Finalement, le 8 mars, les autorités ont décidé d'interdire totalement les visites familiales et de suspendre toutes les activités éducatives dans tous les établissements, tout en améliorant l'accès aux appels téléphoniques et vidéos, en vue de réduire l'isolement des détenus en ces temps difficiles. Cependant, toutes les prisons n'ont pas adopté ces mesures, ce qui a provoqué des soulèvements et mutineries.
Des propositions visant à alléger la pression sur les prisons
Ces derniers jours, Antigone, aux côtés d'Anpi, Arci, Cgil and Gruppo Abele, a développé certaines propositions afin de réduire le nombre de personnes détenues, et d'encourager le contact avec le monde extérieur, en vue de prévenir la propagation et de soutenir le personnel pénitentiaire.
Les propositions visant à réduire le nombre de personnes placées en détention comprennent l'extension de la mise en liberté conditionnelle pour les détenus qui ont des problèmes de santé, l'assignation à résidence la nuit pour les personnes sous le régime de détention semi-ouvert, afin qu'ils n'aient pas à retourner en prison la nuit, l'extension de l'assignation à résidence ces détenus qui ont des peines de prison allant jusqu'à 36 mois. Ces mesures permettraient aux autorités de réduire de manière drastique le nombre de personnes détenues et contribuerait grandement à protéger leur santé ainsi que celles des personnels pénitentiaires.

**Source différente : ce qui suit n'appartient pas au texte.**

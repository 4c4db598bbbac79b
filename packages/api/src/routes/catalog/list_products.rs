use std::collections::HashMap;

use axum::{
    Json,
    extract::{Query, State},
};
use sea_orm::{
    ColumnTrait, Condition, ConnectionTrait, EntityTrait, JoinType, PaginatorTrait, QueryFilter,
    QueryOrder, QuerySelect, RelationTrait,
    sea_query::{Expr, Func},
};
use serde::Serialize;

use crate::{
    entity::{category, product, product_size, size},
    error::ApiError,
    routes::PageParams,
    state::AppState,
};

pub const PAGE_SIZE: u64 = 12;

/// One size variant of a product, with live stock.
#[derive(Debug, Serialize)]
pub struct SizeStock {
    pub size_id: i32,
    pub name: String,
    pub quantity: i32,
}

#[derive(Debug, Serialize)]
pub struct ProductItem {
    pub id: i32,
    pub name: String,
    pub price: f64,
    pub image: Option<String>,
    pub category_id: i32,
    pub category_name: String,
    pub sizes: Vec<SizeStock>,
}

#[derive(Debug, Serialize)]
pub struct ProductsResponse {
    pub products: Vec<ProductItem>,
    pub total: u64,
    pub page: u64,
    pub page_size: u64,
}

/// Attach category names and size variants to a page of products.
pub(crate) async fn load_product_items(
    db: &impl ConnectionTrait,
    products: Vec<product::Model>,
) -> Result<Vec<ProductItem>, ApiError> {
    if products.is_empty() {
        return Ok(vec![]);
    }

    let category_ids: Vec<i32> = products.iter().map(|p| p.category_id).collect();
    let categories = category::Entity::find()
        .filter(category::Column::Id.is_in(category_ids))
        .all(db)
        .await?;
    let category_map: HashMap<i32, String> =
        categories.into_iter().map(|c| (c.id, c.name)).collect();

    let product_ids: Vec<i32> = products.iter().map(|p| p.id).collect();
    let variants = product_size::Entity::find()
        .filter(product_size::Column::ProductId.is_in(product_ids))
        .all(db)
        .await?;

    let sizes = size::Entity::find().all(db).await?;
    let size_map: HashMap<i32, String> = sizes.into_iter().map(|s| (s.id, s.name)).collect();

    let mut variant_map: HashMap<i32, Vec<SizeStock>> = HashMap::new();
    for variant in variants {
        let name = match size_map.get(&variant.size_id) {
            Some(name) => name.clone(),
            None => continue,
        };
        variant_map
            .entry(variant.product_id)
            .or_default()
            .push(SizeStock {
                size_id: variant.size_id,
                name,
                quantity: variant.quantity,
            });
    }

    Ok(products
        .into_iter()
        .map(|p| ProductItem {
            id: p.id,
            name: p.name,
            price: p.price,
            image: p.image,
            category_id: p.category_id,
            category_name: category_map
                .get(&p.category_id)
                .cloned()
                .unwrap_or_default(),
            sizes: variant_map.remove(&p.id).unwrap_or_default(),
        })
        .collect())
}

/// Visible products, optionally filtered by a search string matching the
/// product name or its category name, 12 per page.
#[tracing::instrument(name = "GET /", skip(state))]
pub async fn list_products(
    State(state): State<AppState>,
    Query(params): Query<PageParams>,
) -> Result<Json<ProductsResponse>, ApiError> {
    let mut select = product::Entity::find().filter(product::Column::Hide.eq(false));

    if let Some(query) = params.search.as_deref().map(str::trim).filter(|q| !q.is_empty()) {
        let pattern = format!("%{}%", query.to_lowercase());
        select = select
            .join(JoinType::InnerJoin, product::Relation::Category.def())
            .filter(
                Condition::any()
                    .add(
                        Expr::expr(Func::lower(Expr::col((
                            product::Entity,
                            product::Column::Name,
                        ))))
                        .like(pattern.clone()),
                    )
                    .add(
                        Expr::expr(Func::lower(Expr::col((
                            category::Entity,
                            category::Column::Name,
                        ))))
                        .like(pattern),
                    ),
            );
    }

    let paginator = select
        .order_by_asc(product::Column::Id)
        .paginate(&state.db, PAGE_SIZE);
    let total = paginator.num_items().await?;
    let page = params.page.unwrap_or(1).max(1);
    let products = paginator.fetch_page(page - 1).await?;

    let products = load_product_items(&state.db, products).await?;

    Ok(Json(ProductsResponse {
        products,
        total,
        page,
        page_size: PAGE_SIZE,
    }))
}

#[cfg(test)]
mod tests {
    use sea_orm::{ActiveModelTrait, Set};

    use super::*;
    use crate::test_support;

    #[tokio::test]
    async fn hidden_products_are_excluded() {
        let db = test_support::setup_db().await;
        let seeded = test_support::seed_catalog(&db).await;

        product::ActiveModel {
            category_id: Set(seeded.category.id),
            name: Set("Hidden Tee".into()),
            price: Set(10.0),
            image: Set(None),
            hide: Set(true),
            ..Default::default()
        }
        .insert(&db)
        .await
        .unwrap();

        let select = product::Entity::find().filter(product::Column::Hide.eq(false));
        let visible = select.all(&db).await.unwrap();
        assert_eq!(visible.len(), 1);
        assert_eq!(visible[0].id, seeded.product.id);
    }

    #[tokio::test]
    async fn product_items_carry_category_and_stock() {
        let db = test_support::setup_db().await;
        let seeded = test_support::seed_catalog(&db).await;

        let items = load_product_items(&db, vec![seeded.product.clone()])
            .await
            .unwrap();
        assert_eq!(items.len(), 1);
        let item = &items[0];
        assert_eq!(item.category_name, seeded.category.name);
        assert_eq!(item.sizes.len(), 2);
        let m = item.sizes.iter().find(|s| s.name == "M").unwrap();
        assert_eq!(m.quantity, seeded.variant_m.quantity);
    }
}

Une avancée prudente mais aux résultats sans doute insuffisants
Le 16 mars, le gouvernement a adopté un décret afin de traiter la situation d'urgence des prisons du pays, avec un changement de réglementations concernant l'assignation à résidence (ou détention à domicile). Selon les partisans du décret, 2 000 à 3 000 personnes devraient être remises en liberté dans les prochaines semaines, à condition que les juges d'application des peines interprètent les règles existantes au sens large. Ces mesures sont clairement insuffisantes. Plusieurs milliers de places en prison doivent être libérées afin que des cellules soient disponibles pour des détenus testés positifs au coronavirus. Il est aussi urgent d'envoyer à leur domicile ou dans des lieux de soins des détenus qui sont particulièrement vulnérables en raison de leur âge ou des conditions existantes, car contracter le virus pendant leur détention pourrait avoir de terribles conséquences.
La crise du coronavirus et son urgence ne peuvent être considérées comme étant résolues avec de pareilles mesures. Il est nécessaire de libérer davantage de places dans les prisons et d'améliorer la qualité de vie sociale et sanitaire au sein de tous les établsisements.